It has been a long time since I studied distributed systems, but I hope this helps a little 🙂

The problem: Leader election in a network with a hypercube tolopogy. In this topology, every node has exactly D neighbors (where D is the hypercube’s dimension). Since the hypercube is oriented, the nodes know which of their links corresponds to every dimension. Also, I assume that all nodes are labeled with some unique id, as typical with this kind of problems.

If I understand well your solution guidelines, the algorithm seems to be simple: a node has exactly D states. In every state 1<=d<=D it communicates with its neighbor along the d axis. This communication consists of sending it the id of the best candidate it is aware of (when d=1 this is simply its own id), and comparing it with the id received by the peer. Now the node knows the best id of the sub-cube of order d (defined by axes 1,2…,d) it belongs to.

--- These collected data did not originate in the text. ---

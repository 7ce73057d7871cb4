//! Formatted terminal output for the CLI.
//!
//! Formatting lives here so the engine stays free of presentation concerns.

use chrono::NaiveDateTime;

use crate::data::City;
use crate::domain::{BehaviorProfile, CityTier, GeoPoint, Industry, NearbyEntity, NearbyResult, PresenceSample};
use crate::report::seed::SeedTable;

const BAR_WIDTH: f64 = 40.0;

pub fn format_rate(sample: &PresenceSample, city: Option<&City>) -> String {
    let mut out = String::new();
    out.push_str("=== presence - working rate ===\n");
    out.push_str(&format!("At: {} (weekday {})\n", sample.timestamp, sample.weekday));
    out.push_str(&format!(
        "City: {} | overtime index {:.2}\n",
        city.map_or("-", |c| c.name),
        sample.overtime_index
    ));
    out.push_str(&format!("Industry: {}\n", industry_label(sample.industry)));
    if sample.is_holiday {
        out.push_str("Holiday: yes\n");
    }
    out.push_str(&format!("Working rate: {:.4} ({:.1}%)\n", sample.working_rate, sample.working_rate * 100.0));
    out
}

/// Hourly curve as a horizontal bar chart.
pub fn format_curve(at: NaiveDateTime, curve: &[f64; 24]) -> String {
    let mut out = String::new();
    out.push_str(&format!("Hourly curve for {}:\n", at.date()));
    for (hour, rate) in curve.iter().enumerate() {
        let bar = "#".repeat((rate * BAR_WIDTH).round() as usize);
        out.push_str(&format!("{hour:02}:00 {:>6.1}% {bar}\n", rate * 100.0));
    }
    out
}

pub fn format_nearby(result: &NearbyResult, center: GeoPoint, radius_m: f64) -> String {
    let mut out = String::new();
    out.push_str(&format!(
        "=== presence - nearby ({:.5}, {:.5}) r={:.0}m ===\n",
        center.lat, center.lon, radius_m
    ));
    out.push_str(&format!(
        "Returned: {} | authentic={} synthetic={} | area estimate={}\n",
        result.entities.len(),
        result.authentic_count,
        result.synthetic_count,
        result.estimated_area_total
    ));
    out.push_str(&format!(
        "\n{:<10} {:<22} {:>9} {:<8} {}\n",
        "kind", "id", "dist_m", "status", "detail"
    ));
    for entity in &result.entities {
        let (kind, detail) = match entity {
            NearbyEntity::Authentic { entity, .. } => ("authentic", entity.category.clone()),
            NearbyEntity::Synthetic(s) => ("synthetic", format!("{} / {}", s.implied_city, s.industry.label())),
        };
        out.push_str(&format!(
            "{:<10} {:<22} {:>9.1} {:<8} {}\n",
            kind,
            entity.id(),
            entity.distance_m(),
            entity.status().label(),
            detail
        ));
    }
    out
}

pub fn format_ratio(authentic_count: u64, ratio: f64, required: Option<(usize, usize)>) -> String {
    let mut out = format!("Authentic: {authentic_count} | target synthetic ratio: {ratio:.2}\n");
    if let Some((target_total, needed)) = required {
        out.push_str(&format!("Synthetic to add for a list of {target_total}: {needed}\n"));
    }
    out
}

pub fn format_estimate(
    center: GeoPoint,
    radius_m: f64,
    city: Option<&City>,
    area_total: u64,
    active: u64,
) -> String {
    let mut out = String::new();
    out.push_str(&format!(
        "Area: ({:.5}, {:.5}) r={:.0}m | city: {}\n",
        center.lat,
        center.lon,
        radius_m,
        city.map_or("none within 100 km", |c| c.name)
    ));
    out.push_str(&format!("Working-age residents: {area_total}\n"));
    out.push_str(&format!("Estimated still working: {active}\n"));
    out
}

pub fn format_density(tier: CityTier, hour: u32, is_weekend: bool, factor: f64) -> String {
    format!(
        "Density factor ({}, {:02}:00, {}): {:.3}\n",
        tier.label(),
        hour % 24,
        if is_weekend { "weekend" } else { "weekday" },
        factor
    )
}

pub fn format_profile(profile: &BehaviorProfile) -> String {
    let mut out = String::new();
    out.push_str(&format!(
        "=== presence - behavior profile ({}) ===\n",
        if profile.is_fallback { "fallback" } else { "learned" }
    ));
    out.push_str(&format!(
        "Computed: {} | rows: {}\n",
        profile.computed_at, profile.sample_size
    ));
    let a = &profile.averages;
    out.push_str(&format!(
        "Averages: length={:.1} likes={:.2} comments={:.2} posts/day={:.2}\n",
        a.content_length, a.likes, a.comments, a.posts_per_day
    ));

    if let Some((hour, _)) = profile
        .hour_histogram
        .iter()
        .max_by(|a, b| a.1.total_cmp(&b.1).then(b.0.cmp(&a.0)))
    {
        out.push_str(&format!("Busiest hour: {hour:02}:00\n"));
    }

    out.push_str("\nTop cities:\n");
    for (city, weight) in profile.city_histogram.iter().take(10) {
        out.push_str(&format!("  {city:<14} {weight:>8.2}\n"));
    }
    out.push_str("\nIndustries:\n");
    for (industry, weight) in &profile.industry_histogram {
        out.push_str(&format!("  {:<14} {weight:>8.2}\n", industry.label()));
    }
    out.push_str("\nCategories:\n");
    for (category, weight) in &profile.category_histogram {
        out.push_str(&format!("  {category:<14} {weight:>8.2}\n"));
    }
    out
}

/// Per-city peak summary of a seed table.
pub fn format_seed_summary(table: &SeedTable) -> String {
    let mut out = String::new();
    out.push_str(&format!(
        "=== presence - seed report {} (r={:.0}m, limit={}) ===\n",
        table.date, table.radius_m, table.limit
    ));
    out.push_str(&format!(
        "{:<12} {:<11} {:>5} {:>7} {:>7} {:>9} {:>10}\n",
        "city", "tier", "peak", "rate", "density", "synthetic", "active"
    ));
    for row in table.peak_hours() {
        out.push_str(&format!(
            "{:<12} {:<11} {:02}:00 {:>7.3} {:>7.3} {:>9} {:>10}\n",
            row.city,
            row.tier.label(),
            row.hour,
            row.working_rate,
            row.density_factor,
            row.synthetic_working,
            row.estimated_active
        ));
    }
    out
}

fn industry_label(industry: Option<Industry>) -> &'static str {
    industry.map_or("-", Industry::label)
}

This way, at step D all nodes are aware of the global best, and the algorithm completes with a consensus.

For example, assume the following topology(D=2) and id values:

   (1)    (2)
    1-----2
    |     |
    |     |
    4-----3
   (4)    (3)

The ids in parentheses indicate the best ids known by each node so far.

The first iteration (d=1) works along the horizontal axis, and terminates as follows:

   (2)    (2)
    1-----2
    |     |
    |     |
    4-----3
   (4)    (4)

The second (and last) iteration (d=2) works along the vertical axis, and terminates as follows:

   (4)    (4)
    1-----2
    |     |
    |     |
    4-----3
   (4)    (4)

The node number 4 has been chosen, as required (highest id).

Message count complexity

For every edge in the hypercube we have exactly 2 messages (one on each direction). Since the formula for the number of edges in a hypercube of dimension D is E=D*2^(D-1), we have exactly M=D*2^D messages. In order to compute the complexity as a function of N (the number of nodes), recall that N = 2^D, so M=N*log N.